PROBLEM DETAILS -> Report the count, and only the count, of lines in the records that include the word "results".

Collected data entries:
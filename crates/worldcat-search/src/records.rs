//! Bibliographic record model
//!
//! Deserialized shape of the Discovery API's brief records, plus the
//! flattening used when exporting batch results to a spreadsheet. The API
//! omits many fields depending on the material, so everything defaults.

use serde::{Deserialize, Serialize};

/// One brief bibliographic record with its institution holdings.
///
/// `mms_id` is not part of the API response — the search client attaches
/// the caller-supplied correlation id there so batch callers can map
/// results back to their input rows.
#[derive(Debug, Clone, Default, Serialize, Deserialize)]
#[serde(rename_all = "camelCase", default)]
pub struct BriefRecord {
    pub mms_id: String,
    pub oclc_number: String,
    pub title: String,
    pub creator: String,
    pub date: String,
    pub language: String,
    pub general_format: String,
    pub specific_format: String,
    pub edition: String,
    pub publisher: String,
    pub publication_place: String,
    pub merged_oclc_numbers: Vec<String>,
    pub isbns: Vec<String>,
    pub issns: Vec<String>,
    pub cataloging_info: Option<CatalogingInfo>,
    pub institution_holding: Option<GeneralHoldings>,
}

#[derive(Debug, Clone, Default, Serialize, Deserialize)]
#[serde(rename_all = "camelCase", default)]
pub struct CatalogingInfo {
    pub cataloging_agency: String,
    pub transcribing_agency: String,
    pub cataloging_language: String,
    pub level_of_cataloging: String,
}

#[derive(Debug, Clone, Default, Serialize, Deserialize)]
#[serde(rename_all = "camelCase", default)]
pub struct GeneralHoldings {
    pub total_holding_count: u32,
    pub total_shared_print_count: u32,
    pub total_editions: u32,
    pub brief_holdings: Vec<BriefHolding>,
}

#[derive(Debug, Clone, Default, Serialize, Deserialize)]
#[serde(rename_all = "camelCase", default)]
pub struct BriefHolding {
    pub country: String,
    pub state: String,
    pub oclc_symbol: String,
    pub registry_id: i64,
    pub institution_name: String,
    #[serde(rename = "self")]
    pub self_link: String,
    pub ill_status: String,
    pub address: Option<Address>,
    pub institution_type: String,
}

#[derive(Debug, Clone, Default, Serialize, Deserialize)]
#[serde(rename_all = "camelCase", default)]
pub struct Address {
    pub street1: String,
    pub city: String,
    pub state: String,
    pub postal_code: String,
    pub country: String,
    pub lat: String,
    pub lon: String,
}

/// Column headers matching the rows produced by [`export_rows`].
pub const EXPORT_HEADERS: [&str; 21] = [
    "MMS ID",
    "OCLC Number",
    "Title",
    "Creator",
    "Date",
    "Language",
    "General Format",
    "Specific Format",
    "Edition",
    "Publisher",
    "Publication Place",
    "Merged Oclc Numbers",
    "ISBNs",
    "ISSNs",
    "Institution Name",
    "OCLC Symbol",
    "Registry Id",
    "Country",
    "State",
    "ILL Status",
    "Institution Type",
];

/// Flatten one record into spreadsheet rows, one row per holding.
///
/// A record with no holdings yields a single row marked
/// "No holdings found". Pass `exclude_symbol` to drop the local
/// institution's own holdings from the export.
pub fn export_rows(record: &BriefRecord, exclude_symbol: Option<&str>) -> Vec<Vec<String>> {
    let base = vec![
        record.mms_id.clone(),
        record.oclc_number.clone(),
        record.title.clone(),
        record.creator.clone(),
        record.date.clone(),
        record.language.clone(),
        record.general_format.clone(),
        record.specific_format.clone(),
        record.edition.clone(),
        record.publisher.clone(),
        record.publication_place.clone(),
        record.merged_oclc_numbers.join(", "),
        record.isbns.join(", "),
        record.issns.join(", "),
    ];

    let holdings = record
        .institution_holding
        .as_ref()
        .map(|h| h.brief_holdings.as_slice())
        .unwrap_or_default();

    if holdings.is_empty() {
        let mut row = base;
        row.push("No holdings found".into());
        return vec![row];
    }

    holdings
        .iter()
        .filter(|holding| exclude_symbol.is_none_or(|sym| holding.oclc_symbol != sym))
        .map(|holding| {
            let mut row = base.clone();
            row.extend([
                holding.institution_name.clone(),
                holding.oclc_symbol.clone(),
                holding.registry_id.to_string(),
                holding.country.clone(),
                holding.state.clone(),
                holding.ill_status.clone(),
                holding.institution_type.clone(),
            ]);
            row
        })
        .collect()
}
//! Shared types for the WorldCat holdings client workspace

pub mod error;
pub mod secret;

pub use error::{Error, Result};
pub use secret::Secret;
//! Error types for search operations

/// Errors from query construction and search requests.
#[derive(Debug, thiserror::Error)]
pub enum Error {
    /// Malformed query construction (bad search type, bad distance unit).
    /// Raised synchronously, before any I/O.
    #[error("invalid argument: {0}")]
    InvalidArgument(String),

    /// No usable token and interactive login not completed; the user
    /// should be prompted to log in.
    #[error("not logged in")]
    NotAuthenticated,

    /// Upstream failure after the recovery attempt is exhausted. `status`
    /// is `None` for transport-level failures (timeouts, connection
    /// errors); `message` is the human-readable detail for display.
    #[error("search failed: {message}")]
    Search { status: Option<u16>, message: String },
}

/// Result alias for search operations.
pub type Result<T> = std::result::Result<T, Error>;
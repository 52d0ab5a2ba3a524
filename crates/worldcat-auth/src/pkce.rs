//! PKCE (Proof Key for Code Exchange) implementation per RFC 7636
//!
//! Generates the code verifier and S256 challenge used during the OAuth
//! authorization flow. The verifier is held in memory for the lifetime of
//! one login attempt and sent during token exchange; the challenge is
//! included in the authorization URL so the authorization server can verify
//! the exchange request came from the same party that initiated the flow.

use base64::Engine;
use base64::engine::general_purpose::URL_SAFE_NO_PAD;
use common::Secret;
use rand::RngExt;
use sha2::{Digest, Sha256};

use crate::config::AuthConfig;

/// Bytes of entropy in the code verifier. Rendered as hex, so the verifier
/// string is twice this length — 56 characters, within the 43-128 range
/// RFC 7636 requires.
const VERIFIER_ENTROPY_BYTES: usize = 28;

/// Generate a cryptographically random PKCE code verifier.
///
/// Produces 28 CSPRNG bytes hex-encoded to a 56-character string.
pub fn generate_verifier() -> String {
    let mut bytes = [0u8; VERIFIER_ENTROPY_BYTES];
    rand::rng().fill(&mut bytes);
    bytes.iter().map(|b| format!("{b:02x}")).collect()
}

/// Compute the S256 code challenge from a verifier.
///
/// `challenge = BASE64URL(SHA256(verifier))`, padding stripped.
///
/// Deterministic given the same verifier — the authorization server
/// recomputes it from the verifier sent at token-exchange time.
pub fn compute_challenge(verifier: &str) -> String {
    let hash = Sha256::digest(verifier.as_bytes());
    URL_SAFE_NO_PAD.encode(hash)
}

/// Build the full authorization URL with all required OAuth parameters.
pub fn build_authorization_url(config: &AuthConfig, challenge: &str) -> String {
    format!(
        "{}?response_type=code&scope={}&redirect_uri={}&client_id={}&code_challenge={}&code_challenge_method=S256",
        config.authorize_url,
        urlencoded(&config.scopes),
        urlencoded(&config.redirect_uri),
        config.client_id,
        challenge,
    )
}

/// Minimal URL encoding for parameter values.
/// Only encodes characters that would break URL parameter parsing.
fn urlencoded(s: &str) -> String {
    s.replace(' ', "%20")
        .replace(':', "%3A")
        .replace('/', "%2F")
}

/// One interactive login attempt's PKCE state.
///
/// Created when the login starts, consumed exactly once at code-exchange
/// time, never persisted and never reused across attempts. The verifier is
/// wrapped in [`Secret`] so it cannot leak through Debug output or logs.
pub struct PkceSession {
    verifier: Secret<String>,
    challenge: String,
}

impl PkceSession {
    pub fn new() -> Self {
        let verifier = generate_verifier();
        let challenge = compute_challenge(&verifier);
        Self {
            verifier: Secret::new(verifier),
            challenge,
        }
    }

    /// The S256 challenge to place in the authorization URL.
    pub fn challenge(&self) -> &str {
        &self.challenge
    }

    /// The verifier to send with the token exchange.
    pub fn verifier(&self) -> &str {
        self.verifier.expose()
    }
}

impl Default for PkceSession {
    fn default() -> Self {
        Self::new()
    }
}

impl std::fmt::Debug for PkceSession {
    fn fmt(&self, f: &mut std::fmt::Formatter<'_>) -> std::fmt::Result {
        f.debug_struct("PkceSession")
            .field("verifier", &self.verifier)
            .field("challenge", &self.challenge)
            .finish()
    }
}

#[cfg(test)]
mod tests {
    use super::*;

    #[test]
    fn verifier_is_fixed_length_hex() {
        let verifier = generate_verifier();
        assert_eq!(verifier.len(), 56);
        assert!(
            verifier.chars().all(|c| c.is_ascii_hexdigit()),
            "verifier must be lowercase hex: {verifier}"
        );
    }

    #[test]
    fn verifiers_are_unique() {
        let a = generate_verifier();
        let b = generate_verifier();
        assert_ne!(a, b, "two verifiers must not collide");
    }

    #[test]
    fn challenge_is_deterministic() {
        let verifier = "test-verifier-value";
        let c1 = compute_challenge(verifier);
        let c2 = compute_challenge(verifier);
        assert_eq!(c1, c2, "same verifier must produce same challenge");
    }

    #[test]
    fn challenge_is_url_safe_base64() {
        let challenge = compute_challenge("test-verifier");
        // SHA-256 produces 32 bytes → 43 base64url chars (no padding)
        assert_eq!(challenge.len(), 43);
        assert!(
            !challenge.contains('+') && !challenge.contains('/') && !challenge.contains('='),
            "challenge must not contain +, / or =: {challenge}"
        );
    }

    #[test]
    fn challenge_matches_known_value() {
        // Pre-computed: SHA256("hello") = 2cf24dba5fb0a30e26e83b2ac5b9e29e1b161e5c1fa7425e73043362938b9824
        // base64url of those 32 bytes = LPJNul-wow4m6DsqxbninhsWHlwfp0JecwQzYpOLmCQ
        let challenge = compute_challenge("hello");
        assert_eq!(challenge, "LPJNul-wow4m6DsqxbninhsWHlwfp0JecwQzYpOLmCQ");
    }

    #[test]
    fn authorization_url_contains_required_params() {
        let config = AuthConfig::default();
        let challenge = compute_challenge("test-verifier");
        let url = build_authorization_url(&config, &challenge);

        assert!(url.starts_with(&config.authorize_url));
        assert!(url.contains("response_type=code"));
        assert!(url.contains(&format!("client_id={}", config.client_id)));
        assert!(url.contains("code_challenge_method=S256"));
        assert!(url.contains(&format!("code_challenge={challenge}")));
        assert!(url.contains("redirect_uri=http%3A%2F%2F127.0.0.1%3A9999%2Foauthcallback%2F"));
        assert!(url.contains("scope=wcapi%3Aview_institution_holdings%20refresh_token"));
    }

    #[test]
    fn session_pairs_verifier_with_its_challenge() {
        let session = PkceSession::new();
        assert_eq!(session.challenge(), compute_challenge(session.verifier()));
    }

    #[test]
    fn session_debug_redacts_verifier() {
        let session = PkceSession::new();
        let debug = format!("{session:?}");
        assert!(debug.contains("[REDACTED]"));
        assert!(!debug.contains(session.verifier()));
    }
}
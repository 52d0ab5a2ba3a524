//! OCLC OAuth constants
//!
//! Public OAuth client configuration for the WorldCat Discovery API. These
//! values are not secrets — the WSKey identifies the public client
//! application and the redirect URI is a loopback address that is never
//! actually fetched. The actual secrets (access/refresh tokens) are managed
//! by the token store.

/// Authorization endpoint, browser-navigated (institution registry id 65586)
pub const AUTHORIZE_ENDPOINT: &str = "https://oauth.oclc.org/auth/65586";

/// Token endpoint for code exchange and token refresh
pub const TOKEN_ENDPOINT: &str = "https://oauth.oclc.org/token";

/// Public client WSKey (client_id)
pub const APP_CLIENT_WSKEY: &str =
    "VO2qsUtIWQHI7N39EIKblovaTb1Yjh2VVGN5IXfTlzMp9jcdKEGSQ5d16EcNiVfRjYPBU5LPI6bhqnnl";

/// Loopback redirect URI. Intercepted client-side before the request leaves
/// the application; nothing listens on this address.
pub const REDIRECT_URI: &str = "http://127.0.0.1:9999/oauthcallback/";

/// OAuth scopes: institution holdings read access plus a refresh token
pub const SCOPES: &str = "wcapi:view_institution_holdings refresh_token";

/// File name of the single persisted token slot
pub const TOKEN_SLOT: &str = "oclc_oauth_token.json";

/// Default timeout applied to token and search HTTP calls. The interactive
/// browser step is bounded only by user action and carries no timeout.
pub const DEFAULT_HTTP_TIMEOUT_SECS: u64 = 30;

RESULT OF THE TASK -> 2